HOW TO COMPLETE THIS TASK. Each line containing the string "application" should be copied out of the entries.

[GIVEN RECORDS Boundary: Start]

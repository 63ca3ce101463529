// src/error.rs

//! Unified error handling for the crawler application.

use std::fmt;

use thiserror::Error;

/// Result type alias for crawler operations.
pub type Result<T> = std::result::Result<T, AppError>;

/// Unified application error type.
#[derive(Error, Debug)]
pub enum AppError {
    /// I/O operation failed
    #[error("I/O error: {0}")]
    Io(#[from] std::io::Error),

    /// HTTP request failed
    #[error("HTTP error: {0}")]
    Http(#[from] reqwest::Error),

    /// JSON serialization/deserialization failed
    #[error("JSON error: {0}")]
    Json(#[from] serde_json::Error),

    /// TOML parsing failed
    #[error("TOML parse error: {0}")]
    Toml(#[from] toml::de::Error),

    /// CSV writing failed
    #[error("CSV error: {0}")]
    Csv(#[from] csv::Error),

    /// URL parsing failed
    #[error("URL parse error: {0}")]
    Url(#[from] url::ParseError),

    /// CSS selector parsing failed
    #[error("Invalid selector '{selector}': {message}")]
    Selector { selector: String, message: String },

    /// Configuration error
    #[error("Configuration error: {0}")]
    Config(String),

    /// Data validation error
    #[error("Validation error: {0}")]
    Validation(String),

    /// A browsing session could not be opened
    #[error("Session error: {0}")]
    Session(String),

    /// Navigation failed or returned a non-success status
    #[error("Navigation to {url} failed: {message}")]
    Navigation { url: String, message: String },

    /// A selector did not appear within its timeout
    #[error("Timed out after {timeout_ms}ms waiting for '{selector}'")]
    Timeout { selector: String, timeout_ms: u128 },

    /// A click target is not present in the document
    #[error("Element not found: {0}")]
    ElementNotFound(String),

    /// A query was issued before any document was loaded
    #[error("No document loaded in session")]
    NoDocument,
}

impl AppError {
    /// Create a selector parsing error.
    pub fn selector(selector: impl Into<String>, message: impl fmt::Display) -> Self {
        Self::Selector {
            selector: selector.into(),
            message: message.to_string(),
        }
    }

    /// Create a configuration error.
    pub fn config(message: impl Into<String>) -> Self {
        Self::Config(message.into())
    }

    /// Create a validation error.
    pub fn validation(message: impl Into<String>) -> Self {
        Self::Validation(message.into())
    }

    /// Create a session acquisition error.
    pub fn session(message: impl fmt::Display) -> Self {
        Self::Session(message.to_string())
    }

    /// Create a navigation error for the given URL.
    pub fn navigation(url: impl Into<String>, message: impl fmt::Display) -> Self {
        Self::Navigation {
            url: url.into(),
            message: message.to_string(),
        }
    }
}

[GIVEN RECORDS Boundary: End]

RESPONSE.
//! Unified error handling for the crawler application.
/// Unified application error type.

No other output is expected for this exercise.